Elle critique le jugement en ce qu’il a jugé « qu’elle ne justifie pas d’une restriction substantielle et durable pour l’accès à l’emploi » après avoir relevé « (elle est) au chômage après avoir démissionné de son dernier emploi, dit avoir toujours travaillé comme agent d’entretien ou employé de restauration (plonge). »
Elle indique être toujours en demande d’emploi et être inscrite à [8], avoir entrepris une démarche de conseil en évolution professionnelle (CEP) le 17 avril 2024, dont la synthèse est la suivante « Vos problèmes de santé liés à la surdité de votre oreille droite et la diminution de l’oreille gauche se sont détériorés. ['] Votre situation ne vous permet pas de travailler dans un environnement bruyant (avec du monde, machines) et la position debout n’est plus tenable », ainsi qu’un projet personnalisé d’accès à l’emploi (PPAE) le 17 avril 2024 au terme duquel il a été convenu qu’elle recherchait un poste d’agent d’entretien en contrat à durée indéterminée à temps partiel entre 20 et 25 heures par semaine.
Au regard de l’ensemble de ces éléments, Mme [V] soutient qu’elle justifie incontestablement des pathologies importantes dont elle souffre et de leurs conséquences on ne peut plus restrictives sur son accès à l’emploi.
Il y a lieu de constater que les documents produits par l’appelante au soutien de ses démarches d’insertion et faisant état de ses difficultés actuelles ont été établis le 17 avril 2024 soit presque 2 ans après la demande initiale et ne permettent dès lors pas d’éclairer la cour sur les éventuelles démarches qu’elle aurait entrepris au jour de la demande.

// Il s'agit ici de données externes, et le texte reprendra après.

//! Applying resolved access transforms to Java-like sources.
//!
//! This is a line-level rewrite, not a parser: a declaration is located by
//! its name and the leading modifiers of that line are replaced. Anything
//! that cannot be located is reported back as unresolved.

use super::model::{AccessLevel, Descriptor, Finality};
use crate::tree::{join_lines, split_lines};
use serde::Serialize;
use std::collections::BTreeMap;

const VISIBILITY_KEYWORDS: &[&str] = &["public", "protected", "private"];

const MODIFIERS: &[&str] = &[
    "public",
    "protected",
    "private",
    "static",
    "final",
    "abstract",
    "synchronized",
    "native",
    "transient",
    "volatile",
    "strictfp",
    "sealed",
    "non-sealed",
];

const TYPE_KEYWORDS: &[&str] = &["class", "interface", "enum", "record", "@interface"];

/// Source file holding `class`: `a.b.Outer$Inner` lives in `a/b/Outer.java`.
pub fn class_file(class: &str) -> String {
    let outer = class.split('$').next().unwrap_or(class);
    format!("{}.java", outer.replace('.', "/"))
}

/// Result of applying transforms to one tree.
#[derive(Debug, Clone, Default, Serialize)]
pub struct SourceTransformReport {
    /// Declarations rewritten
    pub applied: usize,
    /// Declarations that could not be located, with their file
    pub unresolved: Vec<(Descriptor, String)>,
}

/// Resolved transforms grouped by the file they target.
#[derive(Debug, Clone, Default)]
pub struct SourceTransform {
    by_file: BTreeMap<String, Vec<(Descriptor, AccessLevel)>>,
}

impl SourceTransform {
    pub fn new<'a>(entries: impl IntoIterator<Item = (&'a Descriptor, &'a AccessLevel)>) -> Self {
        let mut by_file: BTreeMap<String, Vec<(Descriptor, AccessLevel)>> = BTreeMap::new();
        for (descriptor, access) in entries {
            by_file
                .entry(class_file(&descriptor.class))
                .or_default()
                .push((descriptor.clone(), *access));
        }
        Self { by_file }
    }

    pub fn is_empty(&self) -> bool {
        self.by_file.is_empty()
    }

    /// Number of transforms across all files.
    pub fn len(&self) -> usize {
        self.by_file.values().map(Vec::len).sum()
    }

    pub fn entries(&self, rel: &str) -> &[(Descriptor, AccessLevel)] {
        self.by_file.get(rel).map_or(&[], Vec::as_slice)
    }

    /// Files with at least one transform.
    pub fn files(&self) -> impl Iterator<Item = &str> {
        self.by_file.keys().map(String::as_str)
    }

    /// Rewrite `text` (the content of `rel`), returning the new text and the
    /// descriptors that could not be located in it.
    pub fn apply(&self, rel: &str, text: &str) -> (String, Vec<Descriptor>) {
        let Some(entries) = self.by_file.get(rel) else {
            return (text.to_string(), Vec::new());
        };

        let mut lines = split_lines(text);
        let mut unresolved = Vec::new();
        for (descriptor, access) in entries {
            match locate(&lines, descriptor) {
                Some(idx) => lines[idx] = rewrite_modifiers(&lines[idx], *access),
                None => unresolved.push(descriptor.clone()),
            }
        }

        (join_lines(&lines), unresolved)
    }
}

fn simple_name(class: &str) -> &str {
    let last = class.rsplit('.').next().unwrap_or(class);
    last.rsplit('$').next().unwrap_or(last)
}

/// Line index of the declaration named by `descriptor`.
fn locate(lines: &[String], descriptor: &Descriptor) -> Option<usize> {
    let class_name = simple_name(&descriptor.class);
    let class_line = find_type_declaration(lines, class_name, 0);

    let Some(member) = descriptor.member_name() else {
        return class_line;
    };

    // Members of inner classes are searched after the inner declaration.
    let from = if descriptor.class.contains('$') {
        class_line?
    } else {
        class_line.unwrap_or(0)
    };

    if descriptor.is_method() {
        let name = if member == "<init>" { class_name } else { member };
        let arity = descriptor
            .member
            .as_deref()
            .and_then(|m| m.find('(').map(|idx| &m[idx..]))
            .and_then(descriptor_arity);
        find_method_declaration(lines, name, arity, member == "<init>", from)
    } else {
        find_field_declaration(lines, member, from)
    }
}

fn find_type_declaration(lines: &[String], name: &str, from: usize) -> Option<usize> {
    lines.iter().enumerate().skip(from).find_map(|(idx, line)| {
        let code = code_part(line)?;
        let words: Vec<&str> = code.split_whitespace().collect();
        let declares = words.windows(2).any(|pair| {
            TYPE_KEYWORDS.contains(&pair[0]) && identifier_prefix(pair[1]) == name
        });
        declares.then_some(idx)
    })
}

fn find_method_declaration(
    lines: &[String],
    name: &str,
    arity: Option<usize>,
    constructor: bool,
    from: usize,
) -> Option<usize> {
    lines.iter().enumerate().skip(from).find_map(|(idx, line)| {
        let code = code_part(line)?;
        let pos = find_identifier(code, name, |rest| rest.trim_start().starts_with('('))?;
        let prefix = code[..pos].trim();
        if !is_declaration_prefix(prefix) || (prefix.is_empty() && !constructor) {
            return None;
        }
        if let (Some(expected), Some(found)) = (arity, source_arity(&code[pos..])) {
            if expected != found {
                return None;
            }
        }
        Some(idx)
    })
}

fn find_field_declaration(lines: &[String], name: &str, from: usize) -> Option<usize> {
    lines.iter().enumerate().skip(from).find_map(|(idx, line)| {
        let code = code_part(line)?;
        let pos = find_identifier(code, name, |rest| {
            let rest = rest.trim_start();
            rest.starts_with(';') || rest.starts_with('=') || rest.starts_with(',')
        })?;
        let prefix = code[..pos].trim();
        (!prefix.is_empty() && is_declaration_prefix(prefix)).then_some(idx)
    })
}

/// Line content with comment lines filtered out.
fn code_part(line: &str) -> Option<&str> {
    let trimmed = line.trim_start();
    if trimmed.starts_with("//") || trimmed.starts_with('*') || trimmed.starts_with("/*") {
        return None;
    }
    Some(line)
}

/// Declaration prefixes hold only annotations, modifiers and a type.
fn is_declaration_prefix(prefix: &str) -> bool {
    if prefix.contains('=') || prefix.contains('(') || (prefix.contains('.') && !prefix.contains('<'))
    {
        return false;
    }
    !prefix
        .split_whitespace()
        .any(|word| matches!(word, "return" | "new" | "throw" | "else" | "case"))
}

/// Byte offset of `name` as a whole identifier followed by text matching `follows`.
fn find_identifier(code: &str, name: &str, follows: impl Fn(&str) -> bool) -> Option<usize> {
    if name.is_empty() {
        return None;
    }
    let mut search = 0;
    while let Some(found) = code[search..].find(name) {
        let start = search + found;
        let end = start + name.len();
        let before_ok = code[..start]
            .chars()
            .next_back()
            .is_none_or(|c| !is_identifier_char(c));
        let after_ok = code[end..]
            .chars()
            .next()
            .is_none_or(|c| !is_identifier_char(c));
        if before_ok && after_ok && follows(&code[end..]) {
            return Some(start);
        }
        search = end;
    }
    None
}

fn is_identifier_char(c: char) -> bool {
    c.is_alphanumeric() || c == '_' || c == '$'
}

fn identifier_prefix(word: &str) -> &str {
    let end = word
        .char_indices()
        .find(|(_, c)| !is_identifier_char(*c))
        .map_or(word.len(), |(idx, _)| idx);
    &word[..end]
}

/// Parameter count of a JVM method descriptor such as `(ILjava/lang/String;)V`.
fn descriptor_arity(descriptor: &str) -> Option<usize> {
    let params = descriptor.strip_prefix('(')?.split(')').next()?;
    let mut count = 0;
    let mut chars = params.chars();
    while let Some(c) = chars.next() {
        match c {
            '[' => continue,
            'L' => {
                for c in chars.by_ref() {
                    if c == ';' {
                        break;
                    }
                }
                count += 1;
            }
            _ => count += 1,
        }
    }
    Some(count)
}

/// Parameter count of a source parameter list starting at the method name,
/// when the list closes on the same line.
fn source_arity(from_name: &str) -> Option<usize> {
    let open = from_name.find('(')?;
    let mut depth = 0usize;
    let mut commas = 0;
    let mut any = false;
    for c in from_name[open + 1..].chars() {
        match c {
            '<' | '(' => depth += 1,
            '>' => depth = depth.saturating_sub(1),
            ')' if depth == 0 => return Some(if any { commas + 1 } else { 0 }),
            ')' => depth -= 1,
            ',' if depth == 0 => commas += 1,
            c if !c.is_whitespace() => any = true,
            _ => {}
        }
    }
    None
}

/// Replace the visibility keyword and adjust `final` on a declaration line.
fn rewrite_modifiers(line: &str, access: AccessLevel) -> String {
    let indent_len = line.len() - line.trim_start().len();
    let (indent, mut rest) = line.split_at(indent_len);

    let mut modifiers = Vec::new();
    loop {
        let word_end = rest.find(char::is_whitespace).unwrap_or(rest.len());
        let word = &rest[..word_end];
        if !MODIFIERS.contains(&word) {
            break;
        }
        modifiers.push(word);
        rest = rest[word_end..].trim_start();
    }

    modifiers.retain(|m| !VISIBILITY_KEYWORDS.contains(m));
    match access.finality {
        Finality::Keep => {}
        Finality::Add => {
            if !modifiers.contains(&"final") {
                modifiers.push("final");
            }
        }
        Finality::Remove => modifiers.retain(|m| *m != "final"),
    }

    let mut out = String::from(indent);
    if let Some(keyword) = access.visibility.keyword() {
        out.push_str(keyword);
        out.push(' ');
    }
    for modifier in modifiers {
        out.push_str(modifier);
        out.push(' ');
    }
    out.push_str(rest);
    out
}

#[cfg(test)]
mod tests {
    use super::*;
    use crate::at::model::Visibility;

    const SOURCE: &str = "package net.example;

public class Foo {
    private static final int LIMIT = 4;
    private final String name;

    Foo(String name) {
        this.name = name;
    }

    private void tick(int a, String b) {
        helper(a);
    }

    private void tick() {
    }

    static class Inner {
        private int depth;
    }
}
";

    fn transform(entries: &[(Descriptor, AccessLevel)]) -> SourceTransform {
        SourceTransform::new(entries.iter().map(|(d, a)| (d, a)))
    }

    #[test]
    fn test_class_file_for_inner_class() {
        assert_eq!(class_file("net.example.Foo$Inner"), "net/example/Foo.java");
    }

    #[test]
    fn test_rewrites_field_and_removes_final() {
        let entries = vec![(
            Descriptor::member("net.example.Foo", "name"),
            AccessLevel::new(Visibility::Public).with_finality(Finality::Remove),
        )];
        let (out, unresolved) = transform(&entries).apply("net/example/Foo.java", SOURCE);
        assert!(unresolved.is_empty());
        assert!(out.contains("    public String name;\n"));
        assert!(out.contains("    private static final int LIMIT = 4;\n"));
    }

    #[test]
    fn test_method_overload_selected_by_descriptor() {
        let entries = vec![(
            Descriptor::member("net.example.Foo", "tick()V"),
            AccessLevel::new(Visibility::Protected),
        )];
        let (out, _) = transform(&entries).apply("net/example/Foo.java", SOURCE);
        assert!(out.contains("    private void tick(int a, String b) {\n"));
        assert!(out.contains("    protected void tick() {\n"));
    }

    #[test]
    fn test_constructor_and_inner_class_members() {
        let entries = vec![
            (
                Descriptor::member("net.example.Foo", "<init>(Ljava/lang/String;)V"),
                AccessLevel::new(Visibility::Public),
            ),
            (
                Descriptor::member("net.example.Foo$Inner", "depth"),
                AccessLevel::new(Visibility::Default),
            ),
            (
                Descriptor::class("net.example.Foo$Inner"),
                AccessLevel::new(Visibility::Public),
            ),
        ];
        let (out, unresolved) = transform(&entries).apply("net/example/Foo.java", SOURCE);
        assert!(unresolved.is_empty());
        assert!(out.contains("    public Foo(String name) {\n"));
        assert!(out.contains("        int depth;\n"));
        assert!(out.contains("    public static class Inner {\n"));
    }

    #[test]
    fn test_unresolved_member_reported() {
        let entries = vec![(
            Descriptor::member("net.example.Foo", "missing"),
            AccessLevel::new(Visibility::Public),
        )];
        let (out, unresolved) = transform(&entries).apply("net/example/Foo.java", SOURCE);
        assert_eq!(out, SOURCE);
        assert_eq!(unresolved.len(), 1);
    }

    #[test]
    fn test_nameless_member_is_unresolved() {
        let entries = vec![(
            Descriptor::member("net.example.Foo", "(I)V"),
            AccessLevel::new(Visibility::Public),
        )];
        let (out, unresolved) = transform(&entries).apply("net/example/Foo.java", SOURCE);
        assert_eq!(out, SOURCE);
        assert_eq!(unresolved.len(), 1);
        assert_eq!(find_identifier("int x;", "", |_| true), None);
    }

    #[test]
    fn test_rewrite_keeps_crlf_and_missing_newline() {
        let source = "class Foo {\r\n    private int count;\r\n}";
        let entries = vec![(
            Descriptor::member("Foo", "count"),
            AccessLevel::new(Visibility::Public),
        )];
        let (out, _) = transform(&entries).apply("Foo.java", source);
        assert_eq!(out, "class Foo {\r\n    public int count;\r\n}");
    }

    #[test]
    fn test_descriptor_arity() {
        assert_eq!(descriptor_arity("()V"), Some(0));
        assert_eq!(descriptor_arity("(I[JLjava/lang/String;)V"), Some(3));
        assert_eq!(source_arity("tick(Map<String, Integer> m) {"), Some(1));
    }
}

De même, les éléments médicaux établis postérieurement à la demande ne permettent pas de remettre en cause l’appréciation du tribunal selon laquelle, au jour de la demande en date du 30 mai 2022, Mme [V] ne rencontrait pas de restriction substantielle et durable pour l’accès à l’emploi.
La cour relève en outre que l’appelante s’est vu attribuer la reconnaissance de la qualité de travailleur handicapé (RQTH) à compter du 13 février 2020 et jusqu’au 12 février 2025 lui permettant de faciliter son retour à l’emploi et de bénéficier d’un aménagement de poste et il n’est pas démontré qu’elle ait entrepris de démarches en ce sens.

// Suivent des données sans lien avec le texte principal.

//! Operations bound to a loaded `patchstack.toml`.
//!
//! Every step of the stack (materialize, apply, rebuild, fixup and their
//! commit-layer counterparts) is a free function over explicit trees and
//! options; [`Pipeline`] resolves those inputs from the configuration.

use crate::at::{self, AccessTransformEntry, MergeReport, SourceTransform};
use crate::commits::{
    self, CommitMeta, CommitReport, CommitSeries, FeatureRebuildReport, RecordReport,
};
use crate::config::{matches_requirement, Config, ConfigError, ValidationError, ValidationIssue};
use crate::engine::{
    self, ApplyReport, CancelToken, EngineOptions, FixupReport, FuzzyOptions, PatchLayer,
    RebuildReport,
};
use crate::error::{PatchStackError, Result};
use crate::materialize::{self, FileFilter, MaterializeOptions, MaterializeReport, Mode};
use crate::tree::{write_if_changed, SourceTree};
use std::fs;
use std::path::Path;
use tracing::{debug, info};

#[derive(Debug, Clone)]
pub struct Pipeline {
    pub config: Config,
    pub options: EngineOptions,
    pub fuzzy: FuzzyOptions,
}

impl Pipeline {
    pub fn new(config: Config) -> Self {
        let options = EngineOptions {
            context_lines: config.engine.context_lines,
            workers: config.engine.workers,
            normalize: config.engine.normalize,
            cancel: CancelToken::default(),
        };
        let fuzzy = FuzzyOptions {
            radius: config.fuzzy.radius,
            max_mismatches: config.fuzzy.max_mismatches,
            min_similarity: config.fuzzy.min_similarity,
        };
        Self {
            config,
            options,
            fuzzy,
        }
    }

    pub fn with_cancel(mut self, cancel: CancelToken) -> Self {
        self.options.cancel = cancel;
        self
    }

    pub fn baseline(&self) -> SourceTree {
        SourceTree::new(&self.config.paths.baseline)
    }

    pub fn file_patched(&self) -> SourceTree {
        SourceTree::new(&self.config.paths.file_patched)
    }

    pub fn target(&self) -> SourceTree {
        SourceTree::new(&self.config.paths.target)
    }

    /// Access transforms declared by both patch layers, file layer first.
    pub fn collect_access_transforms(&self) -> Result<Vec<AccessTransformEntry>> {
        let mut collected = PatchLayer::load(&self.config.paths.file_patches)?.access_transforms()?;
        collected.extend(CommitSeries::load(&self.config.paths.feature_patches)?.access_transforms()?);
        debug!("collected {} access transform declarations", collected.len());
        Ok(collected)
    }

    /// Merge every declaration with the override file and write the
    /// consolidated list.
    pub fn merge_access_transforms(&self) -> Result<MergeReport> {
        let collected = self.collect_access_transforms()?;
        let overrides = match &self.config.paths.access_transforms {
            Some(path) => Some(read_access_transforms(path)?),
            None => None,
        };
        let report = at::merge(&collected, overrides.as_deref());

        let rendered = at::render(report.entries.iter().map(|(d, a)| (d, a)));
        let out = &self.config.paths.merged_access_transforms;
        if write_if_changed(out, rendered.as_bytes())? {
            info!(
                "wrote {} access transforms to {}",
                report.entries.len(),
                out.display()
            );
        }
        Ok(report)
    }

    /// Materialize the vanilla sources into the baseline with the merged
    /// access transforms applied.
    pub fn materialize(&self) -> Result<MaterializeReport> {
        let vanilla = required(self.config.paths.vanilla.as_deref(), "paths.vanilla")?;
        let merged = self.merge_access_transforms()?;
        let options = MaterializeOptions {
            filter: FileFilter::new(&self.config.baseline.include, &self.config.baseline.exclude)?,
            transforms: SourceTransform::new(merged.entries.iter().map(|(d, a)| (d, a))),
            normalize: self.options.normalize,
            mode: Mode::Sources,
            version: self.config.baseline.version.clone(),
            workers: self.options.workers,
        };
        materialize::materialize(&SourceTree::new(vanilla), &self.baseline(), &options)
    }

    /// Copy the resource tree verbatim. Only `baseline.exclude` applies.
    pub fn materialize_resources(&self) -> Result<MaterializeReport> {
        let resources = required(self.config.paths.resources.as_deref(), "paths.resources")?;
        let out = required(
            self.config.paths.resources_out.as_deref(),
            "paths.resources_out",
        )?;
        let options = MaterializeOptions {
            filter: FileFilter::new(&[], &self.config.baseline.exclude)?,
            mode: Mode::Resources,
            version: self.config.baseline.version.clone(),
            workers: self.options.workers,
            ..MaterializeOptions::default()
        };
        materialize::materialize(&SourceTree::new(resources), &SourceTree::new(out), &options)
    }

    /// Check the baseline's version against `patches.version_range`.
    ///
    /// The stamped version wins over `baseline.version`; an unknown version
    /// is not checked.
    pub fn check_version(&self) -> Result<()> {
        let Some(range) = self.config.patches.version_range.as_deref() else {
            return Ok(());
        };
        let stamped = materialize::read_stamp(&self.baseline())?.and_then(|s| s.version);
        let Some(version) = stamped.or_else(|| self.config.baseline.version.clone()) else {
            debug!("baseline version unknown; skipping version_range check");
            return Ok(());
        };
        if matches_requirement(&version, Some(range))? {
            Ok(())
        } else {
            Err(PatchStackError::BaselineVersion {
                version,
                requirement: range.to_string(),
            })
        }
    }

    pub fn apply(&self, fuzzy: bool) -> Result<ApplyReport> {
        self.check_version()?;
        let paths = &self.config.paths;
        if fuzzy {
            engine::apply_file_patches_fuzzy(
                &self.baseline(),
                &paths.file_patches,
                &self.file_patched(),
                &paths.rejects,
                &self.options,
                &self.fuzzy,
            )
        } else {
            engine::apply_file_patches(
                &self.baseline(),
                &paths.file_patches,
                &self.file_patched(),
                &paths.rejects,
                &self.options,
            )
        }
    }

    pub fn rebuild(&self) -> Result<RebuildReport> {
        engine::rebuild_file_patches(
            &self.baseline(),
            &self.file_patched(),
            &self.config.paths.file_patches,
            &self.options,
        )
    }

    pub fn fixup(&self) -> Result<FixupReport> {
        engine::fixup_file_patches(
            &self.baseline(),
            &self.file_patched(),
            &self.config.paths.file_patches,
            &self.options,
        )
    }

    pub fn apply_features(&self) -> Result<CommitReport> {
        commits::apply_feature_patches(
            &self.file_patched(),
            &self.config.paths.feature_patches,
            &self.target(),
            &self.options,
        )
    }

    pub fn rebuild_features(&self) -> Result<FeatureRebuildReport> {
        commits::rebuild_feature_patches(
            &self.target(),
            &self.config.paths.feature_patches,
            Some(&self.file_patched()),
            &self.options,
        )
    }

    pub fn commit(&self, meta: CommitMeta) -> Result<RecordReport> {
        commits::record_feature_commit(&self.file_patched(), &self.target(), meta, &self.options)
    }

    pub fn fixup_features(&self) -> Result<RecordReport> {
        commits::fixup_feature_commit(&self.file_patched(), &self.target(), &self.options)
    }

    pub fn rebase_features(&self) -> Result<(FeatureRebuildReport, CommitReport)> {
        commits::rebase_feature_patches(
            &self.file_patched(),
            &self.config.paths.feature_patches,
            &self.target(),
            &self.options,
        )
    }
}

fn required<'a>(path: Option<&'a Path>, field: &'static str) -> Result<&'a Path> {
    path.ok_or_else(|| {
        PatchStackError::Config(ConfigError::Validation {
            path: None,
            source: ValidationError {
                issues: vec![ValidationIssue::MissingField { field }],
            },
        })
    })
}

fn read_access_transforms(path: &Path) -> Result<Vec<AccessTransformEntry>> {
    let text = fs::read_to_string(path).map_err(|e| PatchStackError::io(path, e))?;
    let source = path.display().to_string();
    at::parse_entries(&text, &source).map_err(|e| PatchStackError::AccessTransform {
        source_name: source.clone(),
        source: e,
    })
}

#[cfg(test)]
mod tests {
    use super::*;
    use crate::config::load_from_str;
    use crate::tree::atomic_write;

    fn pipeline(root: &Path, extra: &str) -> Pipeline {
        let mut config = load_from_str(&format!(
            "[paths]\nvanilla = \"vanilla\"\naccess_transforms = \"project.at\"\n{extra}"
        ))
        .unwrap();
        config.paths.resolve(root);
        Pipeline::new(config)
    }

    #[test]
    fn test_engine_options_follow_config() {
        let temp_dir = tempfile::tempdir().unwrap();
        let pipeline = pipeline(
            temp_dir.path(),
            "[engine]\ncontext_lines = 5\n[fuzzy]\nradius = 8\n",
        );
        assert_eq!(pipeline.options.context_lines, 5);
        assert_eq!(pipeline.fuzzy.radius, 8);
        assert_eq!(pipeline.fuzzy.max_mismatches, 2);
    }

    #[test]
    fn test_override_file_wins_and_merged_list_is_written() {
        let temp_dir = tempfile::tempdir().unwrap();
        let root = temp_dir.path();
        let pipeline = pipeline(root, "");
        atomic_write(
            &root.join("patches/sources/a/Foo.java.patch"),
            b"== AT ==\nprotected a.Foo bar\n\n--- a/a/Foo.java\n+++ b/a/Foo.java\n@@ -1 +1 @@\n-x\n+y\n",
        )
        .unwrap();
        atomic_write(&root.join("project.at"), b"public a.Foo bar\n").unwrap();

        let report = pipeline.merge_access_transforms().unwrap();
        assert_eq!(report.overrides.len(), 1);
        let merged = fs::read_to_string(root.join("work/merged.at")).unwrap();
        assert!(merged.ends_with("public a.Foo bar\n"));
    }

    #[test]
    fn test_materialize_applies_merged_transforms() {
        let temp_dir = tempfile::tempdir().unwrap();
        let root = temp_dir.path();
        let pipeline = pipeline(root, "[baseline]\nversion = \"1.21\"\n");
        atomic_write(
            &root.join("vanilla/a/Foo.java"),
            b"package a;\n\npublic class Foo {\n    private int bar;\n}\n",
        )
        .unwrap();
        atomic_write(&root.join("project.at"), b"public a.Foo bar\n").unwrap();

        let report = pipeline.materialize().unwrap();
        assert_eq!(report.transforms.applied, 1);
        let text = fs::read_to_string(root.join("work/baseline/a/Foo.java")).unwrap();
        assert!(text.contains("    public int bar;"));
    }

    #[test]
    fn test_version_range_is_checked_before_apply() {
        let temp_dir = tempfile::tempdir().unwrap();
        let root = temp_dir.path();
        let pipeline = pipeline(
            root,
            "[baseline]\nversion = \"1.20.4\"\n[patches]\nversion_range = \">=1.21\"\n",
        );
        let err = pipeline.apply(false).unwrap_err();
        assert!(matches!(err, PatchStackError::BaselineVersion { .. }));
    }

    #[test]
    fn test_missing_vanilla_is_a_config_error() {
        let mut config = Config::default();
        config.paths.resolve(Path::new("/nonexistent"));
        let err = Pipeline::new(config).materialize().unwrap_err();
        assert!(err.to_string().contains("paths.vanilla"));
    }
}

Alors que la restriction est substantielle lorsque le demandeur rencontre, du fait même de son handicap des difficultés importantes d’accès à l’emploi, Mme [V] ne justifie, au jour de la demande, d’aucune démarche de réinsertion accomplie en vue de la recherche d’une formation ou d’un emploi compatible avec son état de santé, ni de difficultés rencontrées lors de ces éventuelles démarches qu’il aurait été impossible de compenser par un aménagement de poste sans que cela ne constitue pour elle ou pour l’employeur des charges disproportionnées, ni même de la moindre tentative de reprise d’une activité professionnelle qui aurait échoué du fait de son handicap.
Si Mme [V] indique qu’elle ne peut prétendre qu’à un emploi à temps partiel, cet élément ne permet pas de démontrer qu’elle rencontre une restriction substantielle et durable pour l’accès à l’emploi dès lors que son handicap n’entrave pas l’exercice d’une activité adaptée dans une durée supérieure ou égale à un mi-temps, en milieu ordinaire ou protégé.
Il en résulte que l’appelante n’établit pas le caractère insurmontable de l’accès à l’emploi dû à son handicap et nécessaire à la reconnaissance d’une restriction substantielle et durable pour l’accès à l’emploi.
C’est donc à bon droit que les premiers juges ont considéré que l’intéressée ne remplissait pas les conditions requises pour l’attribution de l’allocation d’adulte handicapé et il conviendra de confirmer le jugement de ce chef.
PAR CES MOTIFS
La cour,
Confirme le jugement entrepris en toutes ses dispositions,
Y ajoutant,
Condamne Mme [V] aux dépens d’appel.